As you might know; cPanel, Plesk, SolusVM, XOVI and WHMCS all belong to the WebPros Group portfolio which is owned by Oakley Capital. Which is an investment company. And as you all know investment companies are not for charities and are only to earn quick and massive amounts of money. It saddens me to see more and more (previously) reliable companies being bought by Oakley Capital and being placed in their WebPros Group portfolio.

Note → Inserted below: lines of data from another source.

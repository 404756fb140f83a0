// Cartridge module - iNES ROM loading and mapper dispatch
//
// A cartridge is created by parsing an iNES image (16-byte header followed by
// PRG-ROM and CHR-ROM banks). The mapper number selects the concrete mapper
// implementation that routes CPU and PPU accesses into those banks.
//
// # iNES layout
//
// ```text
// off  size  meaning
// 0    4     "NES\x1A" magic
// 4    1     PRG-ROM size in 16 KiB units
// 5    1     CHR-ROM size in 8 KiB units
// 6    1     flags6: mapper low nibble, mirroring, battery, trainer
// 7    1     flags7: mapper high nibble
// 8-15       ignored by this core
// 16..       [512-byte trainer if flagged] PRG-ROM bytes, then CHR-ROM bytes
// ```

pub mod mappers;

pub use mappers::{create_mapper, MapperError};

use log::info;
use std::fs;
use std::path::Path;

/// Size of the iNES header in bytes
const HEADER_SIZE: usize = 16;

/// Size of one PRG-ROM bank (16 KiB)
const PRG_BANK_SIZE: usize = 16 * 1024;

/// Size of one CHR-ROM bank (8 KiB)
const CHR_BANK_SIZE: usize = 8 * 1024;

/// Size of the optional trainer block
const TRAINER_SIZE: usize = 512;

/// Nametable mirroring arrangement, selected by the cartridge
#[derive(Debug, Clone, Copy, PartialEq, Eq)]
pub enum Mirroring {
    /// $2000=$2400, $2800=$2C00 (vertical scrolling layouts)
    Horizontal,
    /// $2000=$2800, $2400=$2C00 (horizontal scrolling layouts)
    Vertical,
}

/// Error type for iNES image loading
#[derive(Debug)]
pub enum INesError {
    /// The file could not be read
    Io(std::io::Error),
    /// The image does not start with "NES\x1A"
    BadMagic,
    /// The image is shorter than its header declares
    Truncated { expected: usize, actual: usize },
}

impl std::fmt::Display for INesError {
    fn fmt(&self, f: &mut std::fmt::Formatter<'_>) -> std::fmt::Result {
        match self {
            INesError::Io(err) => write!(f, "failed to read ROM file: {}", err),
            INesError::BadMagic => write!(f, "not an iNES image (bad magic)"),
            INesError::Truncated { expected, actual } => {
                write!(
                    f,
                    "truncated iNES image: header declares {} bytes, file has {}",
                    expected, actual
                )
            }
        }
    }
}

impl std::error::Error for INesError {}

impl From<std::io::Error> for INesError {
    fn from(err: std::io::Error) -> Self {
        INesError::Io(err)
    }
}

/// Parsed 16-byte iNES header
///
/// Only the fields this core needs are decoded; bytes 8-15 are ignored.
#[derive(Debug, Clone, Copy, PartialEq, Eq)]
pub struct INesHeader {
    /// PRG-ROM size in 16 KiB units
    pub prg_banks: u8,
    /// CHR-ROM size in 8 KiB units (0 means the cartridge uses 8 KiB CHR-RAM)
    pub chr_banks: u8,
    /// Mapper number: high nibble of flags7 | low nibble of flags6
    pub mapper: u8,
    /// Nametable mirroring from flags6 bit 0
    pub mirroring: Mirroring,
    /// A 512-byte trainer precedes the PRG-ROM (flags6 bit 2)
    pub has_trainer: bool,
}

impl INesHeader {
    /// Parse the first 16 bytes of an iNES image
    pub fn parse(data: &[u8]) -> Result<Self, INesError> {
        if data.len() < HEADER_SIZE || &data[0..4] != b"NES\x1A" {
            return Err(INesError::BadMagic);
        }

        let flags6 = data[6];
        let flags7 = data[7];

        Ok(INesHeader {
            prg_banks: data[4],
            chr_banks: data[5],
            mapper: (flags6 >> 4) | (flags7 & 0xF0),
            mirroring: if flags6 & 0x01 != 0 {
                Mirroring::Vertical
            } else {
                Mirroring::Horizontal
            },
            has_trainer: flags6 & 0x04 != 0,
        })
    }
}

/// A loaded cartridge: header plus raw PRG/CHR banks
///
/// The cartridge owns the ROM buffers; a `Mapper` built from it decides how
/// CPU and PPU addresses land in them.
pub struct Cartridge {
    /// Parsed header
    pub header: INesHeader,
    /// PRG-ROM data (`prg_banks` * 16 KiB)
    pub prg_rom: Vec<u8>,
    /// CHR-ROM data, or 8 KiB of zeroed CHR-RAM when `chr_banks` is 0
    pub chr_rom: Vec<u8>,
    /// CHR memory is RAM (writable) rather than ROM
    pub chr_is_ram: bool,
}

impl Cartridge {
    /// Load a cartridge from an iNES file on disk
    ///
    /// # Errors
    ///
    /// Returns `INesError` when the file is missing, not an iNES image, or
    /// shorter than its header declares. All are fatal at load time.
    pub fn from_ines_file<P: AsRef<Path>>(path: P) -> Result<Self, INesError> {
        let data = fs::read(path.as_ref())?;
        let cartridge = Self::from_ines_bytes(&data)?;
        info!(
            "loaded {}: mapper {}, {} x 16K PRG, {} x 8K CHR, {:?} mirroring",
            path.as_ref().display(),
            cartridge.header.mapper,
            cartridge.header.prg_banks,
            cartridge.header.chr_banks,
            cartridge.header.mirroring,
        );
        Ok(cartridge)
    }

    /// Load a cartridge from an in-memory iNES image
    pub fn from_ines_bytes(data: &[u8]) -> Result<Self, INesError> {
        let header = INesHeader::parse(data)?;

        let prg_size = header.prg_banks as usize * PRG_BANK_SIZE;
        let chr_size = header.chr_banks as usize * CHR_BANK_SIZE;

        // The trainer, when present, sits between the header and PRG-ROM.
        let prg_start = HEADER_SIZE + if header.has_trainer { TRAINER_SIZE } else { 0 };
        let chr_start = prg_start + prg_size;

        let expected = chr_start + chr_size;
        if data.len() < expected {
            return Err(INesError::Truncated {
                expected,
                actual: data.len(),
            });
        }

        let prg_rom = data[prg_start..prg_start + prg_size].to_vec();

        // chr_banks == 0 declares CHR-RAM; allocate a writable 8 KiB bank.
        let (chr_rom, chr_is_ram) = if header.chr_banks == 0 {
            (vec![0; CHR_BANK_SIZE], true)
        } else {
            (data[chr_start..chr_start + chr_size].to_vec(), false)
        };

        Ok(Cartridge {
            header,
            prg_rom,
            chr_rom,
            chr_is_ram,
        })
    }

    /// Nametable mirroring selected by the header
    pub fn mirroring(&self) -> Mirroring {
        self.header.mirroring
    }
}

/// Mapper capability set
///
/// A mapper routes the cartridge windows of the CPU address space
/// ($4020-$FFFF) and the PPU pattern-table space ($0000-$1FFF) into the
/// cartridge's ROM banks. Kept minimal so banked mappers (MMC1, UxROM) can
/// be added without touching the bus.
pub trait Mapper {
    /// Read from the CPU-visible cartridge window
    fn cpu_read(&self, addr: u16) -> u8;

    /// Write to the CPU-visible cartridge window
    fn cpu_write(&mut self, addr: u16, data: u8);

    /// Read from the PPU-visible pattern-table window
    fn ppu_read(&self, addr: u16) -> u8;

    /// Write to the PPU-visible pattern-table window
    fn ppu_write(&mut self, addr: u16, data: u8);

    /// Nametable mirroring this cartridge selects
    fn mirroring(&self) -> Mirroring;
}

The hosting business is not so much fun nowadays; we receive (massive) price increases everywhere e.g. Plesk/cPanel and now with WHMCS. And on the other side; customers want everything as cheap as possible. If you charge them 1 USD/EUR to much, they will move. If you do not offer 24/7/365 support, they will move. No wonder a lot hosting companies are being bought by the really big ones and after a few months they increase their pricing. Ofcourse these companies make a decent amount of money as they;

  1. use their own (in-house) developed software for hosting accounts, hosting servers, domain registrations, etc.
  2. use their own (in-house) developed software for automated invoicing and account setup

So they are not paying for cPanel, Plesk, WHMCS, etc. because they do not use it. In the  meantime we are getting massive price increases over and over again (it seems to be the new trend). Plesk did it already in January this year, cPanel last year and WHMCS now. It's really becoming the new normal apparently.

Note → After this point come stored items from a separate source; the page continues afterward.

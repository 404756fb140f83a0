//! PPU register file tests: address/scroll latches, PPUDATA strides and
//! buffering, OAM ports, memory mirroring

use super::*;

#[test]
fn test_ppuaddr_two_writes_build_address() {
    let mut ppu = ppu_with_chr_ram();

    vram_write(&mut ppu, 0x2100, 0x42);
    assert_eq!(ppu.nametables[ppu.mirror_nametable_addr(0x2100)], 0x42);
}

#[test]
fn test_ppuaddr_high_write_masks_to_six_bits() {
    let mut ppu = Ppu::new();

    ppu.register_write(6, 0xFF); // only the low 6 bits survive
    ppu.register_write(6, 0x00);
    assert_eq!(ppu.v, 0x3F00);
}

#[test]
fn test_ppudata_increment_by_1() {
    let mut ppu = ppu_with_chr_ram();

    ppu.register_write(6, 0x21);
    ppu.register_write(6, 0x00);
    ppu.register_write(7, 0x11);
    ppu.register_write(7, 0x22);

    assert_eq!(ppu.nametables[ppu.mirror_nametable_addr(0x2100)], 0x11);
    assert_eq!(ppu.nametables[ppu.mirror_nametable_addr(0x2101)], 0x22);
}

#[test]
fn test_ppudata_increment_by_32() {
    // With PPUCTRL bit 2 set, three PPUDATA writes starting
    // at $2100 land in $2100, $2120 and $2140.
    let mut ppu = ppu_with_chr_ram();

    ppu.register_write(0, ctrl::VRAM_INCREMENT_32);
    ppu.register_write(6, 0x21);
    ppu.register_write(6, 0x00);
    ppu.register_write(7, 0xAA);
    ppu.register_write(7, 0xBB);
    ppu.register_write(7, 0xCC);

    assert_eq!(ppu.nametables[ppu.mirror_nametable_addr(0x2100)], 0xAA);
    assert_eq!(ppu.nametables[ppu.mirror_nametable_addr(0x2120)], 0xBB);
    assert_eq!(ppu.nametables[ppu.mirror_nametable_addr(0x2140)], 0xCC);
}

#[test]
fn test_ppudata_reads_are_buffered() {
    let mut ppu = ppu_with_chr_ram();

    vram_write(&mut ppu, 0x2000, 0x55);
    vram_write(&mut ppu, 0x2001, 0x66);

    ppu.register_write(6, 0x20);
    ppu.register_write(6, 0x00);

    // First read returns the stale buffer, then values lag by one
    let _ = ppu.register_read(7);
    assert_eq!(ppu.register_read(7), 0x55);
    assert_eq!(ppu.register_read(7), 0x66);
}

#[test]
fn test_ppudata_palette_reads_are_immediate() {
    let mut ppu = ppu_with_chr_ram();

    vram_write(&mut ppu, 0x3F00, 0x21);

    ppu.register_write(6, 0x3F);
    ppu.register_write(6, 0x00);
    assert_eq!(ppu.register_read(7), 0x21, "palette reads skip the buffer");
}

#[test]
fn test_ppustatus_read_resets_write_latch() {
    let mut ppu = ppu_with_chr_ram();

    // Half-written address pair, then a PPUSTATUS read resets the latch
    ppu.register_write(6, 0x21);
    let _ = ppu.register_read(2);

    vram_write(&mut ppu, 0x2345, 0x99);
    assert_eq!(ppu.nametables[ppu.mirror_nametable_addr(0x2345)], 0x99);
}

#[test]
fn test_ppuscroll_two_write_latch() {
    let mut ppu = Ppu::new();

    ppu.register_write(5, 24); // X
    ppu.register_write(5, 13); // Y
    assert_eq!(ppu.scroll_x, 24);
    assert_eq!(ppu.scroll_y, 13);
}

#[test]
fn test_write_only_registers_read_zero() {
    let mut ppu = Ppu::new();
    ppu.register_write(0, 0xFF);
    ppu.register_write(1, 0xFF);
    ppu.register_write(3, 0x10);
    ppu.register_write(5, 0x20);

    assert_eq!(ppu.register_read(0), 0);
    assert_eq!(ppu.register_read(1), 0);
    assert_eq!(ppu.register_read(3), 0);
    assert_eq!(ppu.register_read(5), 0);
    assert_eq!(ppu.register_read(6), 0);
}

// ========================================
// OAM Ports
// ========================================

#[test]
fn test_oamdata_write_advances_address() {
    let mut ppu = Ppu::new();

    ppu.register_write(3, 0x10);
    ppu.register_write(4, 0xAB);
    ppu.register_write(4, 0xCD);

    assert_eq!(ppu.oam[0x10], 0xAB);
    assert_eq!(ppu.oam[0x11], 0xCD);
    assert_eq!(ppu.oam_addr, 0x12);
}

#[test]
fn test_oamdata_read_does_not_advance() {
    let mut ppu = Ppu::new();
    ppu.oam[0x20] = 0x77;

    ppu.register_write(3, 0x20);
    assert_eq!(ppu.register_read(4), 0x77);
    assert_eq!(ppu.register_read(4), 0x77, "reads leave OAMADDR in place");
}

#[test]
fn test_oamaddr_wraps() {
    let mut ppu = Ppu::new();
    ppu.register_write(3, 0xFF);
    ppu.register_write(4, 0x11);
    ppu.register_write(4, 0x22);

    assert_eq!(ppu.oam[0xFF], 0x11);
    assert_eq!(ppu.oam[0x00], 0x22);
}

// ========================================
// Memory Mirroring
// ========================================

#[test]
fn test_horizontal_nametable_mirroring() {
    let ppu = Ppu::new(); // horizontal by default
    assert_eq!(
        ppu.mirror_nametable_addr(0x2000),
        ppu.mirror_nametable_addr(0x2400)
    );
    assert_eq!(
        ppu.mirror_nametable_addr(0x2800),
        ppu.mirror_nametable_addr(0x2C00)
    );
    assert_ne!(
        ppu.mirror_nametable_addr(0x2000),
        ppu.mirror_nametable_addr(0x2800)
    );
}

#[test]
fn test_vertical_nametable_mirroring() {
    let mut ppu = Ppu::new();
    ppu.mirroring = crate::cartridge::Mirroring::Vertical;

    assert_eq!(
        ppu.mirror_nametable_addr(0x2000),
        ppu.mirror_nametable_addr(0x2800)
    );
    assert_eq!(
        ppu.mirror_nametable_addr(0x2400),
        ppu.mirror_nametable_addr(0x2C00)
    );
    assert_ne!(
        ppu.mirror_nametable_addr(0x2000),
        ppu.mirror_nametable_addr(0x2400)
    );
}

#[test]
fn test_palette_backdrop_mirrors() {
    let ppu = Ppu::new();
    assert_eq!(ppu.mirror_palette_addr(0x3F10), ppu.mirror_palette_addr(0x3F00));
    assert_eq!(ppu.mirror_palette_addr(0x3F14), ppu.mirror_palette_addr(0x3F04));
    assert_ne!(ppu.mirror_palette_addr(0x3F11), ppu.mirror_palette_addr(0x3F01));
}

#[test]
fn test_palette_range_mask() {
    let mut ppu = ppu_with_chr_ram();
    // $3FE0 mirrors down into the 32-byte window
    vram_write(&mut ppu, 0x3FE1, 0x2A);
    assert_eq!(ppu.palette_ram[1], 0x2A);
}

But an investment company like Oakley Capital does not care about their customers. They are forcing price increases. However this will result in a lot of cancelations (as you can see in this thread already, on Webhostingtalk community and other related forums) or hosting companies who are going to quit 100% and sell their companies to the bigger players. As a result software like WHMCS, cPanel, Plesk will loose more and more customers and therefor money and when Oakley Capital sees this as well, they will probably sell all these companies to some kind of foreign company or dump it completely. It happened before in other situations and it will happen again.

We will see what the future brings, but it's getting more and more dark by these price increases in very difficult times....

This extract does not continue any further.